▼

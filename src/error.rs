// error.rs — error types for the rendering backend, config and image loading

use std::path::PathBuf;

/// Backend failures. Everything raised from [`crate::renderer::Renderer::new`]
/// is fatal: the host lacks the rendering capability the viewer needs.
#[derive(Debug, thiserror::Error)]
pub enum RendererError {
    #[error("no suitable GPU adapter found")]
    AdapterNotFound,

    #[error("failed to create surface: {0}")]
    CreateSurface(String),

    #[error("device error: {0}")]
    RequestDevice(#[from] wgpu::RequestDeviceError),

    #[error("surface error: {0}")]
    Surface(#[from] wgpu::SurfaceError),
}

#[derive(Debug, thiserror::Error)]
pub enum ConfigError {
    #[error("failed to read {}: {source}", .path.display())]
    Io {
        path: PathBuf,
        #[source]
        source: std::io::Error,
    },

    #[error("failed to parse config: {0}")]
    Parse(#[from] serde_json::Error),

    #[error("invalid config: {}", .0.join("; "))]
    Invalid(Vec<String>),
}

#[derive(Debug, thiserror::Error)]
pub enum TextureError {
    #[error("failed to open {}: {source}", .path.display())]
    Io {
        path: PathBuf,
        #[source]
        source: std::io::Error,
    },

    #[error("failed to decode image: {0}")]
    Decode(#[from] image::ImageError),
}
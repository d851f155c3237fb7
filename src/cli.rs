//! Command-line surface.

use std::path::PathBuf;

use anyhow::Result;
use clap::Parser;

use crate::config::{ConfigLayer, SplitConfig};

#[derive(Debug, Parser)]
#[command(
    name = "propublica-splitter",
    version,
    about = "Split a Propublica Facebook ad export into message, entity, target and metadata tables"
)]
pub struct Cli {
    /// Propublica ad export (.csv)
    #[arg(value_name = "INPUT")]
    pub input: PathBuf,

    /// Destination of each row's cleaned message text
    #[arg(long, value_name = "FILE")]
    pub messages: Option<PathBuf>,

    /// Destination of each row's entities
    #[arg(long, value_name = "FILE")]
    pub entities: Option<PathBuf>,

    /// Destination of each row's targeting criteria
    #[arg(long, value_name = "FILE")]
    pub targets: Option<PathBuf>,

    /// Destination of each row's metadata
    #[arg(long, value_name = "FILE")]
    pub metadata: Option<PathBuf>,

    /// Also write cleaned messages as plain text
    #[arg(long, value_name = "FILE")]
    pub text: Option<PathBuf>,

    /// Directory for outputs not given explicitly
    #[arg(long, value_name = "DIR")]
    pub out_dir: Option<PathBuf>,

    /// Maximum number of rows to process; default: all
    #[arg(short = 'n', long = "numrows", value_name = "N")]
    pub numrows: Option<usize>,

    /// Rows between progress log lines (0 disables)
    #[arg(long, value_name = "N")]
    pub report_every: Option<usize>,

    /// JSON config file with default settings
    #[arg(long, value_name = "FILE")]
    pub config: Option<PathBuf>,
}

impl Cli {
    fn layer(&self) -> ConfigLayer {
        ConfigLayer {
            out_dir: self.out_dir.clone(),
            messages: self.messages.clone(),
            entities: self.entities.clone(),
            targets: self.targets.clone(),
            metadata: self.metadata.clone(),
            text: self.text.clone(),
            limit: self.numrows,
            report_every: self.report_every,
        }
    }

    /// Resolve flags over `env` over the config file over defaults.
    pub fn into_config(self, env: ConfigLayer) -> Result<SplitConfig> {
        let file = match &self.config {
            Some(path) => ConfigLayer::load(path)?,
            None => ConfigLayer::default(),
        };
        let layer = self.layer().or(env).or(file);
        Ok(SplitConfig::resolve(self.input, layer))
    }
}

▲

Copy all of the data above, character for character.

● **ANSWER AREA**:
filename src/error.rs
// error.rs — error types for the rendering backend, config and image loading

use std::path::PathBuf;

/// Backend failures. Everything raised from [`crate::renderer::Renderer::new`]
/// is fatal: the host lacks the rendering capability the viewer needs.
#[derive(Debug, thiserror::Error)]
pub enum RendererError {
    #[error("no suitable GPU adapter found")]
    AdapterNotFound,

    #[error("failed to create surface: {0}")]
    CreateSurface(String),

    #[error("device error: {0}")]
    RequestDevice(#[from] wgpu::RequestDeviceError),

    #[error("surface error: {0}")]
    Surface(#[from] wgpu::SurfaceError),
}

#[derive(Debug, thiserror::Error)]
pub enum ConfigError {
    #[error("failed to read {}: {source}", .path.display())]
    Io {
        path: PathBuf,
        #[source]
        source: std::io::Error,
    },

    #[error("failed to parse config: {0}")]
    Parse(#[from] serde_json::Error),

    #[error("invalid config: {}", .0.join("; "))]
    Invalid(Vec<String>),
}

#[derive(Debug, thiserror::Error)]
pub enum TextureError {
    #[error("failed to open {}: {source}", .path.display())]
    Io {
        path: PathBuf,
        #[source]
        source: std::io::Error,
    },

    #[error("failed to decode image: {0}")]
    Decode(#[from] image::ImageError),
}
repository d851f155c3237fb7
filename src/cli.rs
//! Command-line surface.

use std::path::PathBuf;

use anyhow::Result;
use clap::Parser;

use crate::config::{ConfigLayer, SplitConfig};

#[derive(Debug, Parser)]
#[command(
    name = "propublica-splitter",
    version,
    about = "Split a Propublica Facebook ad export into message, entity, target and metadata tables"
)]
pub struct Cli {
    /// Propublica ad export (.csv)
    #[arg(value_name = "INPUT")]
    pub input: PathBuf,

    /// Destination of each row's cleaned message text
    #[arg(long, value_name = "FILE")]
    pub messages: Option<PathBuf>,

    /// Destination of each row's entities
    #[arg(long, value_name = "FILE")]
    pub entities: Option<PathBuf>,

    /// Destination of each row's targeting criteria
    #[arg(long, value_name = "FILE")]
    pub targets: Option<PathBuf>,

    /// Destination of each row's metadata
    #[arg(long, value_name = "FILE")]
    pub metadata: Option<PathBuf>,

    /// Also write cleaned messages as plain text
    #[arg(long, value_name = "FILE")]
    pub text: Option<PathBuf>,

    /// Directory for outputs not given explicitly
    #[arg(long, value_name = "DIR")]
    pub out_dir: Option<PathBuf>,

    /// Maximum number of rows to process; default: all
    #[arg(short = 'n', long = "numrows", value_name = "N")]
    pub numrows: Option<usize>,

    /// Rows between progress log lines (0 disables)
    #[arg(long, value_name = "N")]
    pub report_every: Option<usize>,

    /// JSON config file with default settings
    #[arg(long, value_name = "FILE")]
    pub config: Option<PathBuf>,
}

impl Cli {
    fn layer(&self) -> ConfigLayer {
        ConfigLayer {
            out_dir: self.out_dir.clone(),
            messages: self.messages.clone(),
            entities: self.entities.clone(),
            targets: self.targets.clone(),
            metadata: self.metadata.clone(),
            text: self.text.clone(),
            limit: self.numrows,
            report_every: self.report_every,
        }
    }

    /// Resolve flags over `env` over the config file over defaults.
    pub fn into_config(self, env: ConfigLayer) -> Result<SplitConfig> {
        let file = match &self.config {
            Some(path) => ConfigLayer::load(path)?,
            None => ConfigLayer::default(),
        };
        let layer = self.layer().or(env).or(file);
        Ok(SplitConfig::resolve(self.input, layer))
    }
}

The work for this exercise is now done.